Em sua apresentação, Yamato ainda deu uma porção de dicas para as pessoas que não estão construindo ou reformando suas casas, mas querem incorporar a sustentabilidade em suas moradias. “Não é preciso grandes mudanças para viver em harmonia com o meio ambiente. Existem vários níveis de sustentabilidade que podem ser explorados em uma edificação”, destacou. Entre os conselhos do especialista, estão:
– colocar plantas em alguns cômodos da casa para aumentar a umidade relativa do ar e deixar o ambiente mais fresco, o que diminui o uso de refrigeradores e ar-condicionados na casa e, consequentemente, aumenta sua eficiência energética;
– manter as cortinas e persianas sempre abertas para aumentar a luminosidade da casa e, assim, diminuir o consumo de energia elétrica;
– cultivar jardins na área externa ou na laje da casa, o que refresca o ambiente e ajuda a combater o aquecimento global e
– adotar pequenos hábitos que estimulem a relação de respeito dos moradores com a natureza, como, por exemplo, ‘aposentar’ os relógios da casa e aprender a ver as horas a partir da posição do sol.
O designer sustentável e proprietário da Marcenaria São Paulo – que produz, apenas, móveis com madeiras brasileiras certificadas –, Paulo Alves, foi o segundo palestrante da noite e aproveitou o discurso de Yamato para dar uma outra dica para quem quer incorporar a sustentabilidade em sua casa. “Podemos cuidar melhor do espaço onde trabalhamos em casa e, assim, sair menos vezes para ir ao escritório”, disse o designer, que completou: “Hoje eu trabalho a 20 cm do meu quarto e posso dizer que a minha qualidade de vida aumentou bastante: eu almoço em casa e uso menos carro, o que diminui minha emissão diária de CO2”.
Paulo contou, ainda, que a atual casa onde mora foi construída em um galpão abandonado, no centro da cidade de São Paulo. Usando um pouco de criatividade e o conhecimento que possui na área de projetos ambientais, o designer transformou a área degradada em uma casa sustentável e aconchegante, com uma grande área verde, que atrai quatro espécies diferentes de pássaros.
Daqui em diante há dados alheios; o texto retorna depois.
//! ShareDrop CLI entry point.

use clap::Parser;
use tracing_subscriber::{EnvFilter, fmt};

use sharedrop_core::config::AppConfig;

mod commands;
mod context;
mod output;
mod session_file;

use commands::Cli;

#[tokio::main]
async fn main() {
    let cli = Cli::parse();

    let config = match AppConfig::load(&cli.config) {
        Ok(c) => c,
        Err(e) => {
            eprintln!("Failed to load configuration: {}", e);
            std::process::exit(1);
        }
    };

    init_logging(&config);

    if let Err(e) = cli.execute(config).await {
        output::print_error(&e.message);
        std::process::exit(1);
    }
}

/// Initialize tracing on stderr so command output stays clean.
fn init_logging(config: &AppConfig) {
    let filter =
        EnvFilter::try_from_default_env().unwrap_or_else(|_| EnvFilter::new(&config.logging.level));

    match config.logging.format.as_str() {
        "json" => {
            fmt()
                .json()
                .with_env_filter(filter)
                .with_target(true)
                .with_writer(std::io::stderr)
                .init();
        }
        _ => {
            fmt()
                .pretty()
                .with_env_filter(filter)
                .with_target(true)
                .with_writer(std::io::stderr)
                .init();
        }
    }
}
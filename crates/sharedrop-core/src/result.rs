//! Convenience result type alias for ShareDrop.

use crate::error::AppError;

/// A specialized `Result` type for ShareDrop operations.
pub type AppResult<T> = Result<T, AppError>;
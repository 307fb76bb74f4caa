//! Clipboard abstraction for copy-link actions.

use crate::result::AppResult;

/// Destination for copied text.
pub trait Clipboard: Send + Sync + 'static {
    /// Replace the clipboard contents with `text`.
    fn write_text(&self, text: &str) -> AppResult<()>;
}
//! File commands: upload, list, stats, toggle, delete, link, download.

use std::path::PathBuf;

use clap::Args;
use tracing::warn;

use sharedrop_core::error::AppError;
use sharedrop_core::traits::{Notice, NoticeSink};
use sharedrop_core::types::FileId;
use sharedrop_entity::format_file_size;
use sharedrop_service::{ListingService, LocalFile};

use super::{failed, local_file_name};
use crate::context::CliContext;
use crate::output::{self, FileRow, OutputFormat, PrintNotices, StatsRow};

/// Arguments for the upload command
#[derive(Debug, Args)]
pub struct UploadArgs {
    /// Files to upload, processed in order
    #[arg(required = true)]
    pub paths: Vec<PathBuf>,
}

/// A file ID argument
#[derive(Debug, Args)]
pub struct FileIdArg {
    /// File ID (see `sharedrop list`)
    pub id: String,
}

/// Arguments for the download command
#[derive(Debug, Args)]
pub struct DownloadArgs {
    /// File ID (see `sharedrop list`)
    pub id: String,

    /// Where to write the file (defaults to its original name)
    #[arg(short, long)]
    pub output: Option<String>,
}

/// Listing loaded for the signed-in user.
async fn loaded_listing(ctx: &CliContext) -> Result<ListingService, AppError> {
    ctx.require_user().await?;
    let listing = ctx.listing();
    if !listing.load().await {
        return Err(failed("Loading files"));
    }
    Ok(listing)
}

/// Upload files one by one.
pub async fn upload(ctx: &CliContext, args: &UploadArgs) -> Result<(), AppError> {
    ctx.session.initialize().await;

    let mut batch = Vec::with_capacity(args.paths.len());
    let mut unreadable = 0usize;
    for path in &args.paths {
        match LocalFile::from_path(path).await {
            Ok(file) => batch.push(file),
            Err(e) => {
                warn!(path = %path.display(), error = %e, "Skipping unreadable file");
                PrintNotices.notify(Notice::error(format!(
                    "Failed to read {}",
                    path.display()
                )));
                unreadable += 1;
            }
        }
    }

    let report = ctx
        .uploads()
        .upload_batch(batch, |record| {
            output::print_kv(
                "Uploaded",
                &format!("{} ({})", record.id, format_file_size(record.size)),
            );
        })
        .await;

    if report.is_success() && unreadable == 0 {
        Ok(())
    } else {
        Err(failed("Upload"))
    }
}

/// List files newest first.
pub async fn list(ctx: &CliContext, format: OutputFormat) -> Result<(), AppError> {
    let listing = loaded_listing(ctx).await?;
    let rows: Vec<FileRow> = listing.files().await.iter().map(FileRow::from).collect();
    output::print_list(&rows, format);
    Ok(())
}

/// Show aggregates over the listing.
pub async fn stats(ctx: &CliContext, format: OutputFormat) -> Result<(), AppError> {
    let listing = loaded_listing(ctx).await?;
    let row = StatsRow::from(listing.stats().await);
    output::print_list(&[row], format);
    Ok(())
}

/// Flip a file between public and private.
pub async fn toggle(ctx: &CliContext, args: &FileIdArg) -> Result<(), AppError> {
    let listing = loaded_listing(ctx).await?;
    listing
        .toggle_visibility(&FileId::new(&args.id))
        .await
        .map(|_| ())
        .ok_or_else(|| failed("Visibility change"))
}

/// Delete a file.
pub async fn delete(ctx: &CliContext, args: &FileIdArg) -> Result<(), AppError> {
    let listing = loaded_listing(ctx).await?;
    if listing.delete(&FileId::new(&args.id)).await {
        Ok(())
    } else {
        Err(failed("Delete"))
    }
}

/// Print the share link of a file.
pub async fn link(ctx: &CliContext, args: &FileIdArg) -> Result<(), AppError> {
    let listing = loaded_listing(ctx).await?;
    listing
        .copy_share_link(&FileId::new(&args.id))
        .await
        .map(|_| ())
        .ok_or_else(|| failed("Copying the share link"))
}

/// Download one of your files, counting the download.
pub async fn download(ctx: &CliContext, args: &DownloadArgs) -> Result<(), AppError> {
    let listing = loaded_listing(ctx).await?;
    let id = FileId::new(&args.id);
    let name = listing
        .get(&id)
        .await
        .map(|f| local_file_name(&f.original_name, &args.id))
        .unwrap_or_else(|| args.id.clone());

    let url = listing
        .download(&id)
        .await
        .ok_or_else(|| failed("Download"))?;

    let path = args.output.clone().unwrap_or(name);
    let size = ctx.save_object(&url, &path).await?;
    output::print_success(&format!("Saved {} ({})", path, format_file_size(size)));
    Ok(())
}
Em sua palestra, Paulo defendeu o uso da madeira certificada e lamentou que muita gente ainda deixe de usar madeira proveniente de manejo florestal por achar que se trata de um produto mais caro ou com características diferentes da madeira ilegal, que ainda é mais popular. “Na verdade, a madeira é a mesma, só que tem uma produção controlada”, salientou o designer, que ainda aconselhou: “Entre as certificadas, eu indico a Paricá, que é brasileira, e ainda sugiro que explorem diferentes tipos de madeira em um mesmo móvel. Além de ficar mais bonito, ajuda no processo de manejo sustentável”. Segundo Paulo, é preciso ficar de olho no trabalho dos designers, porque muitos deles deixam de explorar a diversidade madeireira do país por pura comodidade, já que desconhecem as características dos tipos de madeira que são menos comuns nesse tipo de trabalho.